For those of you who learned about it in college, or who are avid fans of the Big Bang Theory (love that show!), you know about Schrodinger’s cat. It’s basically about how, when you have this cat inside a box, that until you open the box, the cat exists in two different states at the same time. The cat is either alive or dead, and you won’t know until you open the box. So thus, the cat is either both alive and dead or both dead and alive, at the same time. Once you open the box, only one of those possibilities actually is the true state, but until you open the box, both of them exist.
That’s where I am today while waiting for these tests results to determine if I have cancer. I exist in a state where I both do and do not have cancer at the same time. I have, over the past week, spent a lot of time thinking about what I would do, the plans I would make, the doctors I would see, etc., if the test results came back showing I had cancer. I also spent a lot of time thinking about what I would feel like and how I would proceed with treatment of my symptoms if it came back that I did not have cancer. After all, I still have the symptoms that led us to seeking a diagnosis of cancer in the first place. If there is no cancer, what’s causing those symptoms?
So for the past week, I have been existing in a state of two possibilities at the same time: I both do and do not have cancer, at the same time. Schrodinger’s Cancer.
The interesting thing about this phenomenon is that I don’t know which one of those possibilities I want this to be.
You see, some people might think it’s crazy to hear someone say, “I wish I had cancer…” or “I hope the test results show cancer…” but I’ve actually contemplated those exact words this past week. Of course, I also contemplated the craziness of saying that as well. Trust me, if you’ve ever been in a position of waiting for test results, you will know what I mean.
But here’s the thing: I have some symptoms that are tough to deal with. For example: I have irritable bowel that has been tentatively diagnosed as interstitial cystitis, and if I do have the type of cancer they are testing for, then the irritable bowel is likely being caused by the cancer. Thus, treat the cancer, and the ibs goes away.
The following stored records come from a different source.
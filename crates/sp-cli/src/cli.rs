//! Command-line argument definitions.

use std::path::PathBuf;

use chrono::NaiveDate;
use clap::{Parser, Subcommand};

use crate::commands::focus::FocusLogArgs;
use crate::commands::plan::GenerateArgs;
use crate::commands::pomodoro::PomodoroLogArgs;

/// Personal study planner.
///
/// Builds a daily study-hours plan from subject priorities and difficulty,
/// tracks progress, and keeps focus and pomodoro session logs.
#[derive(Debug, Parser)]
#[command(name = "sp", version, about, long_about = None)]
pub struct Cli {
    /// Enable verbose output.
    #[arg(short, long, global = true)]
    pub verbose: bool,

    /// Path to config file.
    #[arg(short, long, global = true)]
    pub config: Option<PathBuf>,

    /// Username to act as.
    #[arg(short, long, global = true, env = "SP_USER")]
    pub user: Option<String>,

    /// Password for `--user`.
    #[arg(long, global = true, env = "SP_PASSWORD", hide_env_values = true)]
    pub password: Option<String>,

    #[command(subcommand)]
    pub command: Option<Commands>,
}

/// Available subcommands.
#[derive(Debug, Subcommand)]
pub enum Commands {
    /// Manage accounts.
    #[command(subcommand)]
    User(UserAction),

    /// Generate or show the study plan.
    #[command(subcommand)]
    Plan(PlanAction),

    /// Record and review hours studied.
    #[command(subcommand)]
    Progress(ProgressAction),

    /// Log deep-focus sessions and manage the block list.
    #[command(subcommand)]
    Focus(FocusAction),

    /// Log pomodoro work and break sessions.
    #[command(subcommand)]
    Pomodoro(PomodoroAction),

    /// Recommend learning resources for the planned subjects.
    Resources {
        /// Seed for reproducible picks.
        #[arg(long)]
        seed: Option<u64>,
    },

    /// Export the plan as a weekly CSV schedule or a text report.
    #[command(subcommand)]
    Export(ExportAction),
}

/// Account actions.
#[derive(Debug, Subcommand)]
pub enum UserAction {
    /// Create a new account.
    Register {
        /// Username for the new account.
        username: String,
        /// Password for the new account.
        #[arg(value_name = "PASSWORD")]
        new_password: String,
    },
    /// Check the `--user`/`--password` credentials.
    Login,
}

/// Plan actions.
#[derive(Debug, Subcommand)]
pub enum PlanAction {
    /// Generate a new plan and replace the stored one.
    Generate(GenerateArgs),
    /// Show the stored plan.
    Show {
        /// Recompute review intervals up to this deadline (YYYY-MM-DD).
        #[arg(long)]
        deadline: Option<NaiveDate>,
        /// Output as JSON.
        #[arg(long)]
        json: bool,
    },
}

/// Progress actions.
#[derive(Debug, Subcommand)]
pub enum ProgressAction {
    /// Record hours studied for a subject.
    Record {
        /// Subject name.
        #[arg(long)]
        subject: String,
        /// Hours studied.
        #[arg(long)]
        hours: f64,
        /// Day studied (YYYY-MM-DD); defaults to today.
        #[arg(long)]
        date: Option<NaiveDate>,
    },
    /// Show recent progress records.
    History {
        /// Maximum number of records.
        #[arg(long, default_value_t = 7)]
        limit: usize,
        /// Output as JSON.
        #[arg(long)]
        json: bool,
    },
    /// Compare hours studied on a day with the plan.
    Today {
        /// Day to check (YYYY-MM-DD); defaults to today.
        #[arg(long)]
        date: Option<NaiveDate>,
        /// Output as JSON.
        #[arg(long)]
        json: bool,
    },
}

/// Focus actions.
#[derive(Debug, Subcommand)]
pub enum FocusAction {
    /// Record a completed focus session.
    Log(FocusLogArgs),
    /// Show focus analytics.
    Stats,
    /// Manage the distracting-site block list.
    #[command(subcommand)]
    Block(BlockAction),
}

/// Block list actions.
#[derive(Debug, Subcommand)]
pub enum BlockAction {
    /// Add a site to the block list.
    Add { site: String },
    /// Remove a site from the block list.
    Remove { site: String },
    /// List blocked sites, one per line.
    List,
}

/// Pomodoro actions.
#[derive(Debug, Subcommand)]
pub enum PomodoroAction {
    /// Record a completed pomodoro session.
    Log(PomodoroLogArgs),
    /// Show pomodoro totals and recent sessions.
    Stats,
}

/// Export actions.
#[derive(Debug, Subcommand)]
pub enum ExportAction {
    /// Weekly schedule as CSV.
    Csv,
    /// Plain-text study report.
    Report {
        /// Goal date shown in the report (YYYY-MM-DD).
        #[arg(long)]
        deadline: NaiveDate,
        /// Seed for reproducible resource picks.
        #[arg(long)]
        seed: Option<u64>,
    },
}

#[cfg(test)]
mod tests {
    use super::*;

    use clap::CommandFactory;

    #[test]
    fn cli_definition_is_valid() {
        Cli::command().debug_assert();
    }

    #[test]
    fn parses_plan_generate() {
        let cli = Cli::try_parse_from([
            "sp",
            "--user",
            "ada",
            "plan",
            "generate",
            "--subject",
            "Math:high:hard",
            "--subject",
            "Art:low:easy",
            "--motivation",
            "8",
            "--energy",
            "high",
            "--hours",
            "3.5",
            "--deadline",
            "2030-01-01",
        ])
        .unwrap();

        assert_eq!(cli.user.as_deref(), Some("ada"));
        let Some(Commands::Plan(PlanAction::Generate(args))) = cli.command else {
            panic!("expected plan generate");
        };
        assert_eq!(args.subjects.len(), 2);
        assert_eq!(args.subjects[0].name, "Math");
        assert_eq!(args.motivation, 8);
        assert_eq!(args.energy, sp_core::Energy::High);
    }

    #[test]
    fn register_password_does_not_clash_with_global() {
        let cli = Cli::try_parse_from(["sp", "user", "register", "ada", "secret"]).unwrap();

        assert!(cli.password.is_none());
        let Some(Commands::User(UserAction::Register {
            username,
            new_password,
        })) = cli.command
        else {
            panic!("expected user register");
        };
        assert_eq!(username, "ada");
        assert_eq!(new_password, "secret");
    }

    #[test]
    fn parses_progress_today() {
        let cli = Cli::try_parse_from(["sp", "progress", "today", "--date", "2025-01-20"]).unwrap();

        let Some(Commands::Progress(ProgressAction::Today { date, json })) = cli.command else {
            panic!("expected progress today");
        };
        assert_eq!(date, NaiveDate::from_ymd_opt(2025, 1, 20));
        assert!(!json);
    }

    #[test]
    fn rejects_unknown_energy() {
        let result = Cli::try_parse_from([
            "sp",
            "plan",
            "generate",
            "--subject",
            "Math:high:hard",
            "--energy",
            "extreme",
            "--hours",
            "2",
            "--deadline",
            "2030-01-01",
        ]);
        assert!(result.is_err());
    }
}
But if I don’t have cancer, then that means I’ll be fighting interstitial cystitis the rest of my life.
It’s the same with several of the other symptoms I have too. And the good news is, the type of cancer they are testing for is a slow growing, not-very-aggressive cancer, that is usually highly treatable, and depending on what type, it’s also likely curable… so it’s not the worst possible news in the world. After all, treat the cancer, feel absolutely lousy during treatment, cure the cancer, cure the cancer-related symptoms, and go on and live a good life (while still dealing with the CTEPH, though (pout) can’t get rid of that one so easily).
So in this respect, having cancer wouldn’t be such a horrible thing.
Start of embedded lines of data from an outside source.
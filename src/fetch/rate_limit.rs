use std::collections::HashMap;
use std::sync::Arc;
use std::time::Duration;
use tokio::sync::Mutex;
use tokio::time::{sleep, Instant};
use tracing::debug;
use url::Url;

/// Per-host request spacing. Each host gets a next-allowed slot; callers
/// reserve a slot under the lock and sleep outside it, so concurrent
/// workers queue politely without serializing unrelated hosts.
#[derive(Clone)]
pub struct HostGate {
    slots: Arc<Mutex<HashMap<String, Instant>>>,
    base_delay: Duration,
    jitter_ms: u64,
}

impl HostGate {
    /// A gate with zero base delay and zero jitter never waits.
    pub fn new(base_delay_ms: u64, jitter_ms: u64) -> Self {
        Self {
            slots: Arc::new(Mutex::new(HashMap::new())),
            base_delay: Duration::from_millis(base_delay_ms),
            jitter_ms,
        }
    }

    pub async fn acquire(&self, host: &str) {
        if self.base_delay.is_zero() && self.jitter_ms == 0 {
            return;
        }

        let wait = {
            let mut slots = self.slots.lock().await;
            let now = Instant::now();
            let next = slots.entry(host.to_string()).or_insert(now);
            let wait = next.saturating_duration_since(now);

            let jitter = Duration::from_millis(fastrand::u64(0..=self.jitter_ms));
            *next = (*next).max(now) + self.base_delay + jitter;
            wait
        };

        if !wait.is_zero() {
            debug!("Waiting {:?} before next request to {}", wait, host);
            sleep(wait).await;
        }
    }
}

/// Host portion of a URL, for gating. Unparseable URLs share one bucket.
pub fn host_of(url: &str) -> String {
    Url::parse(url)
        .ok()
        .and_then(|u| u.host_str().map(str::to_string))
        .unwrap_or_else(|| "unknown".to_string())
}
That means, I don’t know what to ask the universe for! Do I ask for cancer that is easily treatable so I get rid of all the other symptoms and problems? Or do I ask to be cancer free, but then have to hunt down the reasons for the other problems individually? So I simply ask for the best outcome for the greatest and highest purpose for all concerned. It’s all you can do.
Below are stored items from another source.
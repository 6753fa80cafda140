use async_trait::async_trait;
use reqwest::Client;
use std::time::Duration;
use tracing::debug;

use crate::error::ScrapeError;
use crate::fetch::PageFetcher;

/// Fetcher backed by a Browserless-style rendering service. Returns the
/// DOM after JavaScript execution, which plain HTTP cannot see.
pub struct BrowserFetcher {
    client: Client,
    base_url: String,
    token: Option<String>,
}

impl BrowserFetcher {
    pub fn new(
        base_url: &str,
        token: Option<&str>,
        timeout_seconds: u64,
    ) -> Result<Self, ScrapeError> {
        let client = Client::builder()
            .timeout(Duration::from_secs(timeout_seconds))
            .build()
            .map_err(|e| ScrapeError::Config(format!("failed to build HTTP client: {}", e)))?;

        Ok(Self {
            client,
            base_url: base_url.trim_end_matches('/').to_string(),
            token: token.map(String::from),
        })
    }

    fn content_endpoint(&self) -> String {
        let mut endpoint = format!("{}/content", self.base_url);
        if let Some(ref token) = self.token {
            endpoint.push_str(&format!("?token={token}"));
        }
        endpoint
    }
}

#[async_trait]
impl PageFetcher for BrowserFetcher {
    async fn fetch_page(&self, url: &str) -> Result<String, ScrapeError> {
        debug!("Rendering via browser service: {}", url);

        let body = serde_json::json!({ "url": url });

        let resp = self
            .client
            .post(self.content_endpoint())
            .header("Content-Type", "application/json")
            .json(&body)
            .send()
            .await?;

        let status = resp.status();
        if !status.is_success() {
            let message = resp.text().await.unwrap_or_default();
            return Err(ScrapeError::Browser {
                status: status.as_u16(),
                message,
            });
        }

        Ok(resp.text().await?)
    }
}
The first test they did last week came back today in the normal range. This isn’t a very specific tests for Carcinoid Syndrome, but it’s a good starting point. One of the meds I take naturally lowers this level in the urine test, but still, I wasn’t close enough to the high marker for it to matter. The test was normal, so it’s likely not this type of cancer. That leaves paraneoplastic syndrome… and I haven’t even started the testing for that yet.
So this is going to take some time and a whole lot of patience. One of those things I have…. the other? Not so much.